Parasitology

Biography

Biography: Prapa Sorosjinda-Nunthawarasilp

Abstract

Ecotope-based entomological surveillance (EES) encompasses system approaches: (i) landscape ecologic strategies and geographical information system (GIS) tools applied to assess land use/land cover changes attributed to human settlement and activities influencing infestation or re-infestation of mosquito vectors and to determine their magnitude and distribution whether they carry infection at specific locations and times to which human risk behaviors are related; (ii) entomologic strategies and tools for collecting indoors/outdoors, identifying taxonomically and xenomonitoring both dissectedly and molecularly parasite infection; (iii) molecular evolution strategies and molecular marker-based PCR for detecting and identifying both single and multiple clonal parasite infections carrying the genotypes. However, the validated EES requires both related and timely epidemiologic data/information obtained from surveillance and reporting systems.

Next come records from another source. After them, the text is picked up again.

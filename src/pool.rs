/*
    Nyx, blazing fast astrodynamics
    Copyright (C) 2018-onwards Christopher Rabotin <christopher.rabotin@gmail.com>

    This program is free software: you can redistribute it and/or modify
    it under the terms of the GNU Affero General Public License as published
    by the Free Software Foundation, either version 3 of the License, or
    (at your option) any later version.

    This program is distributed in the hope that it will be useful,
    but WITHOUT ANY WARRANTY; without even the implied warranty of
    MERCHANTABILITY or FITNESS FOR A PARTICULAR PURPOSE.  See the
    GNU Affero General Public License for more details.

    You should have received a copy of the GNU Affero General Public License
    along with this program.  If not, see <https://www.gnu.org/licenses/>.
*/

//! Pooled numeric buffers.
//!
//! The integrators rent every working vector from a process wide free list keyed by length, so a
//! propagation loop does not allocate once the pool is warm. A [`Buffer`] goes back to the pool when
//! it is dropped, hence every exit path of a run (success, error or cancellation) releases its
//! buffers exactly once.

use crate::linalg::DVector;
use lazy_static::lazy_static;
use std::collections::HashMap;
use std::fmt;
use std::mem;
use std::ops::{Deref, DerefMut};
use std::sync::{Mutex, MutexGuard};

#[derive(Default)]
struct PoolState {
    free: HashMap<usize, Vec<DVector<f64>>>,
    rented: HashMap<usize, usize>,
}

lazy_static! {
    static ref POOL: Mutex<PoolState> = Mutex::new(PoolState::default());
}

fn lock() -> MutexGuard<'static, PoolState> {
    // A panic while holding the lock cannot leave the free list half updated.
    POOL.lock().unwrap_or_else(|poisoned| poisoned.into_inner())
}

/// Number of free buffers of length `len` currently held by the pool.
pub fn available(len: usize) -> usize {
    lock().free.get(&len).map_or(0, Vec::len)
}

/// Number of buffers of length `len` rented and not yet returned.
pub fn outstanding(len: usize) -> usize {
    lock().rented.get(&len).copied().unwrap_or(0)
}

/// A zero initialized vector of `f64` rented from the pool, and returned to it on drop.
pub struct Buffer {
    data: DVector<f64>,
}

impl Buffer {
    /// Rents a zeroed buffer of length `len`.
    pub fn rent(len: usize) -> Self {
        let mut pool = lock();
        let data = match pool.free.get_mut(&len).and_then(Vec::pop) {
            Some(mut data) => {
                data.fill(0.0);
                data
            }
            None => DVector::zeros(len),
        };
        *pool.rented.entry(len).or_insert(0) += 1;
        Self { data }
    }

    /// Rents a buffer holding a copy of `values`.
    pub fn from_slice(values: &[f64]) -> Self {
        let mut me = Self::rent(values.len());
        me.assign(values);
        me
    }

    /// Returns this buffer to the pool. Equivalent to dropping it.
    pub fn dispose(self) {}

    pub fn len(&self) -> usize {
        self.data.len()
    }

    pub fn is_empty(&self) -> bool {
        self.data.is_empty()
    }

    pub fn as_slice(&self) -> &[f64] {
        self.data.as_slice()
    }

    pub fn as_mut_slice(&mut self) -> &mut [f64] {
        self.data.as_mut_slice()
    }

    pub fn as_vector(&self) -> &DVector<f64> {
        &self.data
    }

    /// Copies `other` into this buffer, which must be of the same length.
    pub fn assign(&mut self, other: &[f64]) -> &mut Self {
        self.data.as_mut_slice().copy_from_slice(other);
        self
    }

    pub fn fill(&mut self, value: f64) -> &mut Self {
        self.data.fill(value);
        self
    }

    /// self += other
    pub fn add(&mut self, other: &[f64]) -> &mut Self {
        for (x, o) in self.data.iter_mut().zip(other) {
            *x += o;
        }
        self
    }

    /// self -= other
    pub fn sub(&mut self, other: &[f64]) -> &mut Self {
        for (x, o) in self.data.iter_mut().zip(other) {
            *x -= o;
        }
        self
    }

    /// self += a * other
    pub fn add_scaled(&mut self, a: f64, other: &[f64]) -> &mut Self {
        for (x, o) in self.data.iter_mut().zip(other) {
            *x += a * o;
        }
        self
    }

    /// self *= a
    pub fn scale(&mut self, a: f64) -> &mut Self {
        self.data *= a;
        self
    }

    /// Euclidean norm
    pub fn norm(&self) -> f64 {
        self.data.norm()
    }

    pub fn is_finite(&self) -> bool {
        crate::utils::all_finite(self.data.as_slice())
    }
}

impl Clone for Buffer {
    fn clone(&self) -> Self {
        Self::from_slice(self.as_slice())
    }
}

impl Drop for Buffer {
    fn drop(&mut self) {
        let data = mem::replace(&mut self.data, DVector::zeros(0));
        let len = data.len();
        let mut pool = lock();
        if let Some(count) = pool.rented.get_mut(&len) {
            *count = count.saturating_sub(1);
        }
        pool.free.entry(len).or_default().push(data);
    }
}

impl Deref for Buffer {
    type Target = [f64];

    fn deref(&self) -> &Self::Target {
        self.data.as_slice()
    }
}

impl DerefMut for Buffer {
    fn deref_mut(&mut self) -> &mut Self::Target {
        self.data.as_mut_slice()
    }
}

impl fmt::Debug for Buffer {
    fn fmt(&self, f: &mut fmt::Formatter<'_>) -> fmt::Result {
        write!(f, "Buffer{:?}", self.as_slice())
    }
}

The study objective was to determine the potential transmission of malaria and filariasis in transmission areas infested with its mosquito vectors: The malaria ecotopes in Kanchanaburi or Trat covering a catchment area of 1 km2 and the filariasis ecotopes in Suratthani a covering 2 km2 area. For malaria, Anopheles dirus, Anopheles maculates, and Anopheles aconitus played role in transmission, showing positive man biting rate (PMBR) per ecotope, 0.03 for dry and 0.06 wet seasons. Moreover, these vectors carried multidrug resistant Plasmodium vivax malaria parasites. For filariasis, potential transmission by Armigeres subalbatus exhibited average PMBR per ecotope, 0.03 for dry and 0.08 for wet seasons, whereas lowland ecotope as control had no potential of transmission. This study strongly suggests that the developed EES provides the proof of the potential transmission of malaria and filariasis and hence establishing and monitoring the infection pockets for both diseases.